Syphilis is most commonly spread through sexual activity. It may also be transmitted from mother to baby during pregnancy or at birth, resulting in congenital syphilis. Other diseases caused by Treponema bacteria include yaws (T. pallidum subspecies pertenue), pinta (T. carateum), and nonvenereal endemic syphilis (T. pallidum subspecies endemicum). These three diseases are not typically sexually transmitted. Diagnosis is usually made by using blood tests; the bacteria can also be detected using dark field microscopy. The Centers for Disease Control and Prevention (U.S.) recommends for all pregnant women to be tested.

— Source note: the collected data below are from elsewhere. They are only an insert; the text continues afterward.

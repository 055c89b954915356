use async_trait::async_trait;
use crate::commands::{Command, CommandContext, CommandResult};
use crate::fs::RmOptions;

pub struct RmdirCommand;

const USAGE: &str = "Usage: rmdir [-pv] DIRECTORY...
Remove empty directories.

Options:
  -p, --parents   Remove DIRECTORY and its ancestors
  -v, --verbose   Output a diagnostic for every directory processed
      --help      Display this help and exit";

#[async_trait]
impl Command for RmdirCommand {
    fn name(&self) -> &'static str {
        "rmdir"
    }

    async fn execute(&self, ctx: CommandContext) -> CommandResult {
        let mut parents = false;
        let mut verbose = false;
        let mut dirs = Vec::new();

        for arg in &ctx.args {
            match arg.as_str() {
                "--help" => return CommandResult::success(format!("{}\n", USAGE)),
                "-p" | "--parents" => parents = true,
                "-v" | "--verbose" => verbose = true,
                _ if arg.starts_with('-') => {
                    for c in arg.chars().skip(1) {
                        match c {
                            'p' => parents = true,
                            'v' => verbose = true,
                            _ => return CommandResult::error(format!("rmdir: invalid option -- '{}'\n", c)),
                        }
                    }
                }
                _ => dirs.push(arg.clone()),
            }
        }

        if dirs.is_empty() {
            return CommandResult::error("rmdir: missing operand\n".to_string());
        }

        let mut stdout = String::new();
        let mut stderr = String::new();
        let mut exit_code = 0;

        for dir in dirs {
            let result = remove_dir(&ctx, &dir, parents, verbose).await;
            stdout.push_str(&result.stdout);
            stderr.push_str(&result.stderr);
            if result.exit_code != 0 {
                exit_code = result.exit_code;
            }
        }

        CommandResult::with_exit_code(stdout, stderr, exit_code)
    }
}

async fn remove_dir(ctx: &CommandContext, dir: &str, parents: bool, verbose: bool) -> CommandResult {
    let mut stdout = String::new();
    let full_path = ctx.fs.resolve_path(&ctx.cwd, dir);

    let result = remove_single_dir(ctx, &full_path, dir, verbose).await;
    stdout.push_str(&result.stdout);
    if result.exit_code != 0 {
        return CommandResult::with_exit_code(stdout, result.stderr, result.exit_code);
    }

    if parents {
        let mut current_path = full_path;
        let mut current_dir = dir.to_string();

        loop {
            let parent_path = get_parent_path(&current_path);
            let parent_dir = get_parent_path(&current_dir);

            if parent_path == current_path
                || parent_path == "/"
                || parent_path == "."
                || parent_dir == "."
                || parent_dir.is_empty()
            {
                break;
            }

            let parent_result = remove_single_dir(ctx, &parent_path, &parent_dir, verbose).await;
            stdout.push_str(&parent_result.stdout);

            if parent_result.exit_code != 0 {
                break;
            }

            current_path = parent_path;
            current_dir = parent_dir;
        }
    }

    CommandResult::success(stdout)
}

async fn remove_single_dir(ctx: &CommandContext, full_path: &str, display_path: &str, verbose: bool) -> CommandResult {
    if !ctx.fs.exists(full_path).await {
        return CommandResult::error(format!(
            "rmdir: failed to remove '{}': No such file or directory\n",
            display_path
        ));
    }

    match ctx.fs.stat(full_path).await {
        Ok(stat) => {
            if !stat.is_directory {
                return CommandResult::error(format!(
                    "rmdir: failed to remove '{}': Not a directory\n",
                    display_path
                ));
            }
        }
        Err(e) => {
            return CommandResult::error(format!(
                "rmdir: failed to remove '{}': {}\n",
                display_path, e
            ));
        }
    }

    match ctx.fs.readdir(full_path).await {
        Ok(entries) => {
            if !entries.is_empty() {
                return CommandResult::error(format!(
                    "rmdir: failed to remove '{}': Directory not empty\n",
                    display_path
                ));
            }
        }
        Err(e) => {
            return CommandResult::error(format!(
                "rmdir: failed to remove '{}': {}\n",
                display_path, e
            ));
        }
    }

    if let Err(e) = ctx.fs.rm(full_path, &RmOptions { recursive: false, force: false }).await {
        return CommandResult::error(format!(
            "rmdir: failed to remove '{}': {}\n",
            display_path, e
        ));
    }

    if verbose {
        CommandResult::success(format!("rmdir: removing directory, '{}'\n", display_path))
    } else {
        CommandResult::success(String::new())
    }
}

fn get_parent_path(path: &str) -> String {
    let normalized = path.trim_end_matches('/');

    match normalized.rfind('/') {
        None => ".".to_string(),
        Some(0) => "/".to_string(),
        Some(pos) => normalized[..pos].to_string(),
    }
}

#[cfg(test)]
mod tests {
    use super::*;
    use std::collections::HashMap;
    use std::sync::Arc;
    use crate::fs::InMemoryFs;

    async fn create_ctx_with_fs() -> (CommandContext, Arc<InMemoryFs>) {
        let fs = Arc::new(InMemoryFs::new());
        let ctx = CommandContext {
            args: vec![],
            stdin: String::new(),
            cwd: "/".to_string(),
            env: HashMap::new(),
            fs: fs.clone(),
            exec_fn: None,
            fetch_fn: None,
        };
        (ctx, fs)
    }

    #[tokio::test]
    async fn test_rmdir_missing_operand() {
        let (ctx, _) = create_ctx_with_fs().await;
        let cmd = RmdirCommand;
        let result = cmd.execute(ctx).await;
        assert_eq!(result.exit_code, 1);
        assert!(result.stderr.contains("missing operand"));
    }

    #[tokio::test]
    async fn test_rmdir_help() {
        let (mut ctx, _) = create_ctx_with_fs().await;
        ctx.args = vec!["--help".to_string()];
        let cmd = RmdirCommand;
        let result = cmd.execute(ctx).await;
        assert_eq!(result.exit_code, 0);
        assert!(result.stdout.contains("rmdir"));
    }

    #[test]
    fn test_get_parent_path() {
        assert_eq!(get_parent_path("/a/b/c"), "/a/b");
        assert_eq!(get_parent_path("/a"), "/");
        assert_eq!(get_parent_path("a/b"), "a");
        assert_eq!(get_parent_path("a"), ".");
        assert_eq!(get_parent_path("/a/b/c/"), "/a/b");
    }
}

The risk of sexual transmission of syphilis can be reduced by using a latex or polyurethane condom. Syphilis can be effectively treated with antibiotics. The preferred antibiotic for most cases is benzathine benzylpenicillin injected into a muscle. In those who have a severe penicillin allergy, doxycycline or tetracycline may be used. In those with neurosyphilis, intravenous benzylpenicillin or ceftriaxone is recommended. During treatment, people may develop fever, headache, and muscle pains, known as a Jarisch–Herxheimer reaction.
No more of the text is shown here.